Although this study has yielded interesting results, it also had a few limitations. Firstly, due to its retrospective nature, the difficulty in standardization of data impaired a better data collection and solid comparisons. Secondly, UPCR assessment was based on one single measurement rather than on a pool of samples, limiting the correct assessment of UPCR variability [
25,
26,
27]. Nonetheless, we believe that serial measurements are routinely unpractical and that they are not always performed in daily practice, meaning that medical decisions are often based on single measurements. Thirdly, there were some data missing, including creatinine concentrations, dipstick tests, systemic blood pressure, UPCR follow-up, and clinical outcome at 6 and at 12 months. We recognize that this can introduce some bias, which has an impact on the power of these results.
It is also worthwhile to mention that the presence of active sediment, although in a minor percentage of cases, may have introduced some bias. Although it is evident that pyuria or macroscopic hematuria can affect proteinuria in dogs [
28,
29], to the authors’ best knowledge, studies concerning the true effect of active sediment in feline UPCR are lacking. Recognizing that active sediment may potentially increase the true value of UPCR, this effect can be considered a flaw in this study. The fact that cases were collected from a veterinary-teaching hospital could have erroneously led to a referral bias in the selection of cases. However, as primary care service accounts for a large percentage of the caseload from the hospital, the authors believe that these results reflect the reality of feline proteinuria in daily practice.
5. Conclusions
Whether a causal agent or a simple marker of CKD, proteinuria has a strong influence on the course of the disease [
30,
31,
32]. In agreement with the previous literature, this study highlights that higher levels of UPCR are associated with more severe stages of CKD.
This study supports that diagnosing and monitoring CKD is the most frequent reason for requesting a UPCR.
No association between proteinuria and a neutered state in males was found, questioning the role of cauxin in intact males, making all increases in UPCR relevant in these animals.
As stated by IRIS, the authors also recommend UPCR as the main tool for diagnosing proteinuria in cats. This study advises against replacing this ratio with the combined evaluation of dipstick tests and USG, as it presented inconsistent results.
Regarding clinical outcome, this study shows that proteinuric cats were approximately 4× more likely to die at 6 and at 12 months, rising up to 6× the hazard ratio in animals with UPCR > 1 in a year. This highlights the importance of closely monitoring and treating proteinuria in cats.
Complete IRIS staging and follow up at 6 and at 12 months was only possible in less than half of the population sample, showing that clinician–owner communication should focus more in linking these variables to progression of their animal’s health.
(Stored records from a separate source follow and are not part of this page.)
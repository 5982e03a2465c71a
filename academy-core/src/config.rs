//! Configuration parsing and management.

use crate::assets::{default_vendor_assets, AssetDescriptor};
use serde::{Deserialize, Serialize};
use std::path::{Path, PathBuf};
use std::time::Duration;
use thiserror::Error;

#[derive(Error, Debug)]
pub enum ConfigError {
    #[error("Failed to read config file: {0}")]
    ReadError(#[from] std::io::Error),

    #[error("Failed to parse YAML: {0}")]
    ParseError(#[from] serde_yaml::Error),
}

/// Main configuration struct matching the academy.yml schema
#[derive(Debug, Clone, Default, Serialize, Deserialize)]
pub struct Config {
    #[serde(default)]
    pub site: SiteConfig,

    #[serde(default)]
    pub paths: PathsConfig,

    #[serde(default)]
    pub server: ServerConfig,

    #[serde(default)]
    pub export: ExportConfig,

    // Internal: path to config file (for relative path resolution)
    #[serde(skip)]
    config_path: Option<PathBuf>,
}

#[derive(Debug, Clone, Serialize, Deserialize)]
pub struct SiteConfig {
    #[serde(default = "default_title")]
    pub title: String,

    #[serde(default)]
    pub description: Option<String>,
}

fn default_title() -> String {
    String::from("Course Academy")
}

impl Default for SiteConfig {
    fn default() -> Self {
        Self {
            title: default_title(),
            description: None,
        }
    }
}

#[derive(Debug, Clone, Serialize, Deserialize)]
pub struct PathsConfig {
    /// Course content root (one subdirectory per module)
    #[serde(default = "default_content")]
    pub content: PathBuf,

    /// The app's own CSS/JS, served under /static
    #[serde(default = "default_static", rename = "static")]
    pub static_dir: PathBuf,

    /// Static export destination
    #[serde(default = "default_output")]
    pub output: PathBuf,
}

fn default_content() -> PathBuf {
    PathBuf::from("course")
}

fn default_static() -> PathBuf {
    PathBuf::from("static")
}

fn default_output() -> PathBuf {
    PathBuf::from("dist")
}

impl Default for PathsConfig {
    fn default() -> Self {
        Self {
            content: default_content(),
            static_dir: default_static(),
            output: default_output(),
        }
    }
}

#[derive(Debug, Clone, Serialize, Deserialize)]
pub struct ServerConfig {
    #[serde(default = "default_port")]
    pub port: u16,

    /// SQLite file holding lesson progress and quiz attempts
    #[serde(default = "default_database")]
    pub database: PathBuf,
}

fn default_port() -> u16 {
    8000
}

fn default_database() -> PathBuf {
    PathBuf::from("data/progress.db")
}

impl Default for ServerConfig {
    fn default() -> Self {
        Self {
            port: default_port(),
            database: default_database(),
        }
    }
}

#[derive(Debug, Clone, Serialize, Deserialize)]
pub struct ExportConfig {
    /// Loopback port the ephemeral server binds during export
    #[serde(default = "default_export_port")]
    pub port: u16,

    #[serde(default = "default_ready_timeout")]
    pub ready_timeout_secs: u64,

    #[serde(default = "default_page_timeout")]
    pub page_timeout_secs: u64,

    #[serde(default = "default_shutdown_grace")]
    pub shutdown_grace_secs: u64,

    /// Downloaded vendor assets live here so they survive output cleaning
    #[serde(default = "default_vendor_cache")]
    pub vendor_cache: PathBuf,

    /// Anchors pointing under these prefixes are removed from exported pages
    #[serde(default = "default_server_only_prefixes")]
    pub server_only_prefixes: Vec<String>,

    #[serde(default = "default_vendor_assets")]
    pub vendor_assets: Vec<AssetDescriptor>,

    /// Executable providing `serve`; defaults to the running binary
    #[serde(default)]
    pub server_bin: Option<PathBuf>,
}

fn default_export_port() -> u16 {
    18765
}

fn default_ready_timeout() -> u64 {
    30
}

fn default_page_timeout() -> u64 {
    15
}

fn default_shutdown_grace() -> u64 {
    5
}

fn default_vendor_cache() -> PathBuf {
    PathBuf::from(".academy-cache")
}

fn default_server_only_prefixes() -> Vec<String> {
    vec![String::from("/api/")]
}

impl Default for ExportConfig {
    fn default() -> Self {
        Self {
            port: default_export_port(),
            ready_timeout_secs: default_ready_timeout(),
            page_timeout_secs: default_page_timeout(),
            shutdown_grace_secs: default_shutdown_grace(),
            vendor_cache: default_vendor_cache(),
            server_only_prefixes: default_server_only_prefixes(),
            vendor_assets: default_vendor_assets(),
            server_bin: None,
        }
    }
}

impl ExportConfig {
    pub fn ready_timeout(&self) -> Duration {
        Duration::from_secs(self.ready_timeout_secs)
    }

    pub fn page_timeout(&self) -> Duration {
        Duration::from_secs(self.page_timeout_secs)
    }

    pub fn shutdown_grace(&self) -> Duration {
        Duration::from_secs(self.shutdown_grace_secs)
    }
}

impl Config {
    /// Load configuration from a YAML file
    pub fn from_file<P: AsRef<Path>>(path: P) -> Result<Self, ConfigError> {
        let path = path.as_ref();
        let contents = std::fs::read_to_string(path)?;
        let mut config: Config = serde_yaml::from_str(&contents)?;

        // Store config file path for relative path resolution
        config.config_path = Some(path.to_path_buf());

        Ok(config)
    }

    /// Load the config file if it exists, otherwise fall back to defaults
    /// resolved against the directory the file would live in.
    pub fn load<P: AsRef<Path>>(path: P) -> Result<Self, ConfigError> {
        let path = path.as_ref();
        if path.exists() {
            return Self::from_file(path);
        }

        tracing::info!("No config at {:?}; using defaults", path);
        Ok(Config {
            config_path: Some(path.to_path_buf()),
            ..Config::default()
        })
    }

    /// Path of the file this config was loaded from (or would be)
    pub fn config_path(&self) -> Option<&Path> {
        self.config_path.as_deref()
    }

    /// Get the content directory, resolved relative to config file
    pub fn content_dir(&self) -> PathBuf {
        self.resolve_path(&self.paths.content)
    }

    /// Get the static assets directory, resolved relative to config file
    pub fn static_dir(&self) -> PathBuf {
        self.resolve_path(&self.paths.static_dir)
    }

    /// Get the export output directory, resolved relative to config file
    pub fn output_dir(&self) -> PathBuf {
        self.resolve_path(&self.paths.output)
    }

    /// Get the progress database path, resolved relative to config file
    pub fn database_path(&self) -> PathBuf {
        self.resolve_path(&self.server.database)
    }

    /// Get the vendor asset cache directory, resolved relative to config file
    pub fn vendor_cache_dir(&self) -> PathBuf {
        self.resolve_path(&self.export.vendor_cache)
    }

    /// Resolve an arbitrary path relative to the config file location
    pub fn resolve_relative(&self, path: &Path) -> PathBuf {
        self.resolve_path(path)
    }

    fn resolve_path(&self, path: &Path) -> PathBuf {
        if path.is_absolute() {
            path.to_path_buf()
        } else if let Some(parent) = self.config_path.as_deref().and_then(Path::parent) {
            parent.join(path)
        } else {
            path.to_path_buf()
        }
    }
}

#[cfg(test)]
mod tests {
    use super::*;
    use std::fs;
    use tempfile::tempdir;

    #[test]
    fn test_default_values() {
        let config = Config::default();

        assert_eq!(config.site.title, "Course Academy");
        assert_eq!(config.server.port, 8000);
        assert_eq!(config.export.port, 18765);
        assert_eq!(config.export.server_only_prefixes, vec!["/api/"]);
        assert_eq!(config.export.vendor_assets.len(), 6);
        assert_eq!(config.export.page_timeout(), Duration::from_secs(15));
    }

    #[test]
    fn test_partial_file_keeps_defaults() {
        let dir = tempdir().unwrap();
        let path = dir.path().join("academy.yml");
        fs::write(
            &path,
            r#"
site:
  title: "Rust Course"
paths:
  content: "lessons"
export:
  port: 19000
"#,
        )
        .unwrap();

        let config = Config::from_file(&path).unwrap();
        assert_eq!(config.site.title, "Rust Course");
        assert_eq!(config.content_dir(), dir.path().join("lessons"));
        assert_eq!(config.static_dir(), dir.path().join("static"));
        assert_eq!(config.export.port, 19000);
        assert_eq!(config.export.ready_timeout_secs, 30);
    }

    #[test]
    fn test_missing_file_resolves_against_its_directory() {
        let dir = tempdir().unwrap();
        let config = Config::load(dir.path().join("academy.yml")).unwrap();

        assert_eq!(config.output_dir(), dir.path().join("dist"));
        assert_eq!(config.database_path(), dir.path().join("data/progress.db"));
        assert_eq!(config.vendor_cache_dir(), dir.path().join(".academy-cache"));
    }

    #[test]
    fn test_absolute_paths_are_kept() {
        let dir = tempdir().unwrap();
        let mut config = Config::load(dir.path().join("academy.yml")).unwrap();
        config.paths.output = PathBuf::from("/srv/site");
        assert_eq!(config.output_dir(), PathBuf::from("/srv/site"));
    }
}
UPCR measurement is an easy, inexpensive, and a rather sensitive tool for quantifying proteinuria in cats, which allows for the correct diagnosis and monitoring of CKD. More than understanding its role on the progression of CKD, these results reinforce that veterinary surgeons should be aware of proteinuria and explain it to owners in a practical form, including why it is important to monitor this ratio, in order to achieve better quality of life in feline patients.